• _What this task involves_
Transcribe word for word the lines below from the line with "pub fn remove_from_to_use(&mut" through the line with "let mirror = self.base.columns()[column].find_any(id)?;", ends included.

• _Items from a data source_
::::

impl InventoryMultiselector {
    /// Creates a multiselector whose summary column carries `selection_title`.
    pub fn new(
        world: &ItemWorld,
        who: CharacterId,
        preset: Arc<dyn Preset>,
        selection_title: &str,
        layout: LayoutSettings,
        ui_mode: UiMode,
        focus: SharedFocus,
    ) -> Self {
        let mut base = InventorySelector::new(who, preset, layout, ui_mode, focus);
        base.load_categories(world);
        base.set_multiselect(true);
        let category = base
            .categories_mut()
            .intern(ItemCategory::new("SELECTION_COLUMN", selection_title, 0));
        let selection_column = base.append_column(Column::selection(category));
        Self {
            base,
            to_use: Vec::new(),
            max_chosen_count: u32::MAX,
            allow_select_contained: false,
            selection_column,
            get_stats: None,
        }
    }

    /// Installs the header stats callback.
    #[must_use]
    pub fn with_stats(mut self, get_stats: StatsFn) -> Self {
        self.get_stats = Some(get_stats);
        self
    }

    /// Allows choosing a container together with its contents.
    pub fn set_allow_select_contained(&mut self, allow: bool) {
        self.allow_select_contained = allow;
    }

    /// Caps the count any entry may be set to.
    pub fn set_max_chosen_count(&mut self, max: u32) {
        self.max_chosen_count = max;
    }

    /// Upper bound for a single entry.
    #[must_use]
    pub const fn max_chosen_count(&self) -> u32 {
        self.max_chosen_count
    }

    /// The underlying selector.
    #[must_use]
    pub const fn selector(&self) -> &InventorySelector {
        &self.base
    }

    /// The underlying selector, mutably.
    pub fn selector_mut(&mut self) -> &mut InventorySelector {
        &mut self.base
    }

    /// Index of the selection summary column.
    #[must_use]
    pub const fn selection_column(&self) -> usize {
        self.selection_column
    }

    /// Current ledger.
    #[must_use]
    pub fn to_use(&self) -> &[(ItemRef, u32)] {
        &self.to_use
    }

    /// Forgets the first ledger row of an item.
    pub fn remove_from_to_use(&mut self, item: ItemRef) {
        if let Some(pos) = self.to_use.iter().position(|(r, _)| *r == item) {
            self.to_use.remove(pos);
        }
    }

    /// Header stats for the current ledger.
    #[must_use]
    pub fn stats(&self, world: &ItemWorld) -> Option<StatsBlock> {
        self.get_stats.as_ref().and_then(|f| f(world, &self.to_use))
    }

    /// Source entry behind a row; rows of the summary column stand for the
    /// entry they mirror.
    fn source_entry(&self, id: EntryId) -> Option<EntryId> {
        let column = self.base.column_of(id)?;
        if column != self.selection_column {
            return Some(id);
        }
        let mirror = self.base.columns()[column].find_any(id)?;
        self.base
            .columns()
            .iter()
            .filter(|c| !c.is_selection())
            .flat_map(Column::items)
            .find(|e| e.locations == mirror.locations)
            .map(Entry::id)
    }

    /// Sets the chosen count of an entry and rebuilds its ledger rows.
    ///
    /// Items counted by charges get one row holding the whole count; other
    /// stacks get one row per chosen member.
    pub fn set_chosen_count(&mut self, world: &ItemWorld, id: EntryId, count: u32) {
        let Some(source) = self.source_entry(id) else {
            warn!("Entry {id:?} has no source entry to choose from");
            return;
        };
        let max = self.max_chosen_count;
        let Some(entry) = self.base.entry_mut(source) else {
            return;
        };
        self.to_use.retain(|(r, _)| !entry.locations.contains(r));

        entry.chosen_count = if count == 0 {
            0
        } else {
            count.min(max).min(entry.get_available_count(world))
        };
        if entry.chosen_count > 0 {
            let first = entry.locations[0];
            if world.get(first).is_some_and(|it| it.count_by_charges()) {
                self.to_use.push((first, entry.chosen_count));
            } else {
                self.to_use.extend(
                    entry
                        .locations
                        .iter()
                        .take(entry.chosen_count as usize)
                        .map(|loc| (*loc, 1)),
                );
            }
        }
        entry.reset_cell_cache();
        let snapshot = entry.clone();
        self.base.on_change(world, &snapshot);
    }

    /// Sets the count of one entry owned by this selector.
    pub fn toggle_entry(&mut self, world: &ItemWorld, id: EntryId, count: u32) {
        if !self.base.is_mine(id) {
            return;
        }
        self.set_chosen_count(world, id, count);
        self.base.prepare_layout(world);
    }

    fn toggle_target(&self, world: &ItemWorld, mode: ToggleMode, mouse_only: bool) -> Option<EntryId> {
        match mode {
            ToggleMode::Selected if mouse_only => self.base.hovered().map(|(_, id)| id),
            ToggleMode::Selected => self.base.highlighted().map(|(_, id)| id),
            ToggleMode::NonFavoriteNonWorn => {
                let column = self.base.column(self.base.active_column())?;
                column
                    .entries()
                    .iter()
                    .find(|e| {
                        e.is_selectable()
                            && e.any_item().is_some_and(|r| {
                                world.get(r).is_some_and(|it| !it.favorite) && !world.is_worn(r)
                            })
                    })
                    .map(Entry::id)
            }
        }
    }

    /// Chooses `count` units of the targeted entry. A zero count selects
    /// everything, or deselects an entry that already has units chosen.
    /// Returns whether anything was toggled.
    pub fn toggle_entries(&mut self, world: &ItemWorld, count: u32, mode: ToggleMode, mouse_only: bool) -> bool {
        let Some(id) = self.toggle_target(world, mode, mouse_only) else {
            return false;
        };
        if !self.base.is_mine(id) {
            return false;
        }
        let Some(entry) = self.base.entry(id) else {
            return false;
        };
        if !entry.is_selectable() {
            return false;
        }

        let count = if count > 0 {
            count
        } else if entry.chosen_count > 0 {
            0
        } else {
            match mode {
                ToggleMode::Selected => u32::MAX,
                ToggleMode::NonFavoriteNonWorn => self.max_chosen_count,
            }
        };
        self.set_chosen_count(world, id, count);

        if !self.allow_select_contained {
            self.deselect_contained_items(world);
        }
        self.base.prepare_layout(world);
        true
    }

    /// Drops chosen contents of chosen containers, and frozen liquids that
    /// cannot be taken loose where they are.
    pub fn deselect_contained_items(&mut self, world: &ItemWorld) {
        let mut contained = Vec::new();
        for (container, _) in &self.to_use {
            contained.extend(world.all_contents(*container));
        }
        let chosen: Vec<(EntryId, Vec<ItemRef>)> = self
            .base
            .columns()
            .iter()
            .filter(|c| !c.is_selection())
            .flat_map(Column::items)
            .filter(|e| e.chosen_count > 0)
            .map(|e| (e.id(), e.locations.clone()))
            .collect();

        let who = self.base.who();
        let (can_crush, weapon) = world
            .character(who)
            .map_or((false, None), |c| (c.can_crush_frozen, c.wielded));
        let stuck_frozen = |loc: ItemRef| {
            let Some(it) = world.get(loc) else {
                return false;
            };
            if !it.is_frozen_liquid() || it.flags.shredded {
                return false;
            }
            match it.location() {
                Location::Map(_) | Location::Contained { .. } => !can_crush,
                Location::Wielded(_) | Location::Worn(_) => weapon != Some(loc),
                Location::Vehicle(_) | Location::Nowhere => false,
            }
        };

        for (id, locations) in chosen {
            let inside = locations.iter().any(|l| contained.contains(l));
            let frozen = locations.first().is_some_and(|l| stuck_frozen(*l));
            if inside || frozen {
                debug!("Deselecting entry {id:?}: contained {inside}, frozen {frozen}");
                self.set_chosen_count(world, id, 0);
            }
        }
    }

    /// Switches hierarchy and categories mode, then re-applies every choice.
    pub fn toggle_categorize_contained(&mut self, world: &mut ItemWorld) {
        if let Some(column) = self.base.columns_mut().get_mut(self.selection_column) {
            column.clear();
        }
        self.base.toggle_categorize_contained(world);
        let chosen: Vec<(EntryId, u32)> = self
            .base
            .columns()
            .iter()
            .filter(|c| !c.is_selection())
            .flat_map(Column::items)
            .filter(|e| e.chosen_count > 0)
            .map(|e| (e.id(), e.chosen_count))
            .collect();
        for (id, count) in chosen {
            self.set_chosen_count(world, id, count);
        }
        self.base.prepare_layout(world);
    }

    /// Handles choosing input; everything else goes to the selector.
    /// Returns whether the ledger may have changed.
    pub fn on_input(&mut self, world: &mut ItemWorld, driver: &mut dyn UiDriver, input: InventoryInput) -> bool {
        match input.action {
            Action::Select => self.toggle_entries(world, 0, ToggleMode::Selected, true),
            Action::ToggleNonFavorite => self.toggle_entries(world, 0, ToggleMode::NonFavoriteNonWorn, false),
            Action::ToggleEntry => self.toggle_entries(world, 0, ToggleMode::Selected, false),
            Action::MarkWithCount => match self.base.query_count(driver, None) {
                Some(n) => self.toggle_entries(world, n, ToggleMode::Selected, false),
                None => false,
            },
            Action::AnyInput => match input.ch {
                Some(ch) if ch.is_ascii_digit() => match self.base.query_count(driver, Some(ch)) {
                    Some(n) => self.toggle_entries(world, n, ToggleMode::Selected, false),
                    None => false,
                },
                Some(ch) => {
                    let Some((_, id)) = self.base.find_by_invlet(world, ch) else {
                        return false;
                    };
                    let Some(loc) = self.base.entry(id).and_then(Entry::any_item) else {
                        return false;
                    };
                    self.base.highlight(world, loc, false, true);
                    self.toggle_entries(world, 0, ToggleMode::Selected, false)
                }
                None => false,
            },
            Action::IncreaseCount | Action::DecreaseCount => {
                let Some(entry) = self.base.get_highlighted().filter(|e| e.is_selectable()) else {
                    return false;
                };
                let id = entry.id();
                let count = entry.chosen_count;
                let max = entry.get_available_count(world);
                let new_count = if input.action == Action::IncreaseCount {
                    count.saturating_add(1).min(max)
                } else {
                    count.saturating_sub(1)
                };
                self.toggle_entry(world, id, new_count);
                true
            }
            Action::ViewCategoryMode => {
                self.toggle_categorize_contained(world);
                false
            }
            _ => {
                self.base.on_input(world, driver, input);
                false
            }
        }
    }

    /// Draws one frame with the ledger's stats.
    pub fn render(&mut self, world: &ItemWorld, driver: &mut dyn UiDriver) {
        let stats = self.stats(world);
        self.base.render(world, driver, stats.as_ref());
    }

    /// Runs the session until the ledger is confirmed or the user quits.
    pub fn execute(&mut self, world: &mut ItemWorld, driver: &mut dyn UiDriver) -> Ledger {
        self.base.prepare_layout(world);
        loop {
            self.render(world, driver);
            let input = driver.next_input();
            match input.action {
                Action::Confirm if self.to_use.is_empty() => {
                    driver.notify("No items were selected.  Use TOGGLE_ENTRY to select them.");
                }
                Action::Confirm => break,
                Action::Quit => {
                    self.release_focus();
                    return Vec::new();
                }
                _ => {
                    self.on_input(world, driver, input);
                }
            }
        }
        self.release_focus();
        info!("Confirmed {} ledger rows", self.to_use.len());
        self.to_use.clone()
    }

    /// Hands hover and focus reports back to other selectors.
    pub fn release_focus(&self) {
        self.base.focus().lock().release(self.base.id());
    }
}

::::

• _Output for this task_
    pub fn remove_from_to_use(&mut self, item: ItemRef) {
        if let Some(pos) = self.to_use.iter().position(|(r, _)| *r == item) {
            self.to_use.remove(pos);
        }
    }

    /// Header stats for the current ledger.
    #[must_use]
    pub fn stats(&self, world: &ItemWorld) -> Option<StatsBlock> {
        self.get_stats.as_ref().and_then(|f| f(world, &self.to_use))
    }

    /// Source entry behind a row; rows of the summary column stand for the
    /// entry they mirror.
    fn source_entry(&self, id: EntryId) -> Option<EntryId> {
        let column = self.base.column_of(id)?;
        if column != self.selection_column {
            return Some(id);
        }
        let mirror = self.base.columns()[column].find_any(id)?;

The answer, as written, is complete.